## [ABOUT THIS TASK]
Print the entries exactly as given.

## [AVAILABLE DATA]
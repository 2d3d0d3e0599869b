// This Source Code Form is subject to the terms of the Mozilla Public
// License, v. 2.0. If a copy of the MPL was not distributed with this
// file, You can obtain one at https://mozilla.org/MPL/2.0/.
//
// Copyright (c) 2025 Pegasus Heavy Industries, LLC

//! Error types for the bytecode pipeline and module system.

use std::path::PathBuf;
use thiserror::Error;

/// Result type for runtime operations
pub type Result<T> = std::result::Result<T, Error>;

/// Errors that can occur while compiling, emitting or loading artifacts.
#[derive(Debug, Error)]
pub enum Error {
    /// JavaScript engine error
    #[error("{0}")]
    Engine(#[from] slipstream_engine::Error),

    /// Invalid combination of compile options
    #[error("invalid compile configuration: {0}")]
    Config(String),

    /// Source text failed to parse
    #[error("compile error: {0}")]
    Compile(String),

    /// The engine declined to produce a bytecode cache for this source.
    ///
    /// Recoverable: the caller may fall back to shipping source text.
    #[error("engine produced no bytecode cache for this source")]
    CacheUnavailable,

    /// The artifact's header or payload does not match this engine build
    #[error("bytecode cache rejected: {0}")]
    CacheRejected(String),

    /// The shell runtime never reached its ready state
    #[error("shell runtime unavailable: {0}")]
    RuntimeUnavailable(String),

    /// Input file missing
    #[error("file not found: {}", .0.display())]
    FileNotFound(PathBuf),

    /// File system error carrying the offending path
    #[error("{}: {source}", path.display())]
    Io {
        /// The path being read or written
        path: PathBuf,
        /// The underlying error
        #[source]
        source: std::io::Error,
    },

    /// Module not found
    #[error("Cannot find module '{0}'")]
    ModuleNotFound(String),

    /// Module resolution error
    #[error("Error resolving module '{module}': {reason}")]
    ModuleResolution {
        /// Module specifier
        module: String,
        /// Reason for failure
        reason: String,
    },

    /// JSON module parsing error
    #[error("JSON parse error: {0}")]
    JsonParse(#[from] serde_json::Error),
}

impl Error {
    /// Wraps an I/O error with the path it occurred on.
    pub fn io(path: impl Into<PathBuf>, source: std::io::Error) -> Self {
        Self::Io {
            path: path.into(),
            source,
        }
    }
}
//! Runtime data structures: values, objects, scopes and callables.

mod function;
mod value;

pub use function::{Callable, Env, Function, JsObject, NativeFn, Scope, child_env};
pub use value::{Value, number_to_string};
//! Callable values: compiled functions and native functions.

use std::cell::RefCell;
use std::fmt;
use std::rc::Rc;

use super::value::Value;
use crate::Error;
use crate::compiler::FunctionProto;

/// A lexical scope: a set of bindings plus a parent link.
#[derive(Debug, Default)]
pub struct Scope {
    /// Variable bindings in this scope
    pub vars: rustc_hash::FxHashMap<String, Value>,
    /// Enclosing scope, None for the global scope
    pub parent: Option<Env>,
}

/// A shared, mutable environment handle.
pub type Env = Rc<RefCell<Scope>>;

/// Creates a child environment of `parent`.
pub fn child_env(parent: &Env) -> Env {
    Rc::new(RefCell::new(Scope {
        vars: rustc_hash::FxHashMap::default(),
        parent: Some(Rc::clone(parent)),
    }))
}

/// A compiled function together with its captured environment.
#[derive(Clone)]
pub struct Function {
    /// The compiled prototype
    pub proto: Rc<FunctionProto>,
    /// The environment captured at closure creation
    pub env: Env,
}

/// The signature native functions implement.
///
/// Natives receive the engine so they can allocate objects, call back into
/// script code or raise engine errors.
pub type NativeFn = Rc<dyn Fn(&mut crate::Engine, &[Value]) -> Result<Value, Error>>;

/// Anything that can be called.
pub enum Callable {
    /// A compiled closure
    Function(Function),
    /// A native (Rust) function
    Native {
        /// Diagnostic name
        name: String,
        /// The implementation
        func: NativeFn,
    },
}

impl fmt::Debug for Callable {
    fn fmt(&self, f: &mut fmt::Formatter<'_>) -> fmt::Result {
        match self {
            Callable::Function(func) => f
                .debug_struct("Function")
                .field("name", &func.proto.name)
                .field("params", &func.proto.params)
                .finish(),
            Callable::Native { name, .. } => {
                f.debug_struct("Native").field("name", name).finish()
            }
        }
    }
}

/// A heap-allocated JavaScript object.
#[derive(Debug, Default, Clone)]
pub struct JsObject {
    /// Property map
    pub props: rustc_hash::FxHashMap<String, Value>,
    /// True for array-like objects created by array literals
    pub is_array: bool,
}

## [ANSWER AREA]
repository 2d3d0d3e0599869b
// This Source Code Form is subject to the terms of the Mozilla Public
// License, v. 2.0. If a copy of the MPL was not distributed with this
// file, You can obtain one at https://mozilla.org/MPL/2.0/.
//
// Copyright (c) 2025 Pegasus Heavy Industries, LLC

//! Error types for the bytecode pipeline and module system.

use std::path::PathBuf;
use thiserror::Error;

/// Result type for runtime operations
pub type Result<T> = std::result::Result<T, Error>;

/// Errors that can occur while compiling, emitting or loading artifacts.
#[derive(Debug, Error)]
pub enum Error {
    /// JavaScript engine error
    #[error("{0}")]
    Engine(#[from] slipstream_engine::Error),

    /// Invalid combination of compile options
    #[error("invalid compile configuration: {0}")]
    Config(String),

    /// Source text failed to parse
    #[error("compile error: {0}")]
    Compile(String),

    /// The engine declined to produce a bytecode cache for this source.
    ///
    /// Recoverable: the caller may fall back to shipping source text.
    #[error("engine produced no bytecode cache for this source")]
    CacheUnavailable,

    /// The artifact's header or payload does not match this engine build
    #[error("bytecode cache rejected: {0}")]
    CacheRejected(String),

    /// The shell runtime never reached its ready state
    #[error("shell runtime unavailable: {0}")]
    RuntimeUnavailable(String),

    /// Input file missing
    #[error("file not found: {}", .0.display())]
    FileNotFound(PathBuf),

    /// File system error carrying the offending path
    #[error("{}: {source}", path.display())]
    Io {
        /// The path being read or written
        path: PathBuf,
        /// The underlying error
        #[source]
        source: std::io::Error,
    },

    /// Module not found
    #[error("Cannot find module '{0}'")]
    ModuleNotFound(String),

    /// Module resolution error
    #[error("Error resolving module '{module}': {reason}")]
    ModuleResolution {
        /// Module specifier
        module: String,
        /// Reason for failure
        reason: String,
    },

    /// JSON module parsing error
    #[error("JSON parse error: {0}")]
    JsonParse(#[from] serde_json::Error),
}

impl Error {
    /// Wraps an I/O error with the path it occurred on.
    pub fn io(path: impl Into<PathBuf>, source: std::io::Error) -> Self {
        Self::Io {
            path: path.into(),
            source,
        }
    }
}
//! Runtime data structures: values, objects, scopes and callables.

mod function;
mod value;

pub use function::{Callable, Env, Function, JsObject, NativeFn, Scope, child_env};
pub use value::{Value, number_to_string};
//! Callable values: compiled functions and native functions.

use std::cell::RefCell;
use std::fmt;
use std::rc::Rc;

use super::value::Value;
use crate::Error;
use crate::compiler::FunctionProto;

/// A lexical scope: a set of bindings plus a parent link.
#[derive(Debug, Default)]
pub struct Scope {
    /// Variable bindings in this scope
    pub vars: rustc_hash::FxHashMap<String, Value>,
    /// Enclosing scope, None for the global scope
    pub parent: Option<Env>,
}

/// A shared, mutable environment handle.
pub type Env = Rc<RefCell<Scope>>;

/// Creates a child environment of `parent`.
pub fn child_env(parent: &Env) -> Env {
    Rc::new(RefCell::new(Scope {
        vars: rustc_hash::FxHashMap::default(),
        parent: Some(Rc::clone(parent)),
    }))
}

/// A compiled function together with its captured environment.
#[derive(Clone)]
pub struct Function {
    /// The compiled prototype
    pub proto: Rc<FunctionProto>,
    /// The environment captured at closure creation
    pub env: Env,
}

/// The signature native functions implement.
///
/// Natives receive the engine so they can allocate objects, call back into
/// script code or raise engine errors.
pub type NativeFn = Rc<dyn Fn(&mut crate::Engine, &[Value]) -> Result<Value, Error>>;

/// Anything that can be called.
pub enum Callable {
    /// A compiled closure
    Function(Function),
    /// A native (Rust) function
    Native {
        /// Diagnostic name
        name: String,
        /// The implementation
        func: NativeFn,
    },
}

impl fmt::Debug for Callable {
    fn fmt(&self, f: &mut fmt::Formatter<'_>) -> fmt::Result {
        match self {
            Callable::Function(func) => f
                .debug_struct("Function")
                .field("name", &func.proto.name)
                .field("params", &func.proto.params)
                .finish(),
            Callable::Native { name, .. } => {
                f.debug_struct("Native").field("name", name).finish()
            }
        }
    }
}

/// A heap-allocated JavaScript object.
#[derive(Debug, Default, Clone)]
pub struct JsObject {
    /// Property map
    pub props: rustc_hash::FxHashMap<String, Value>,
    /// True for array-like objects created by array literals
    pub is_array: bool,
}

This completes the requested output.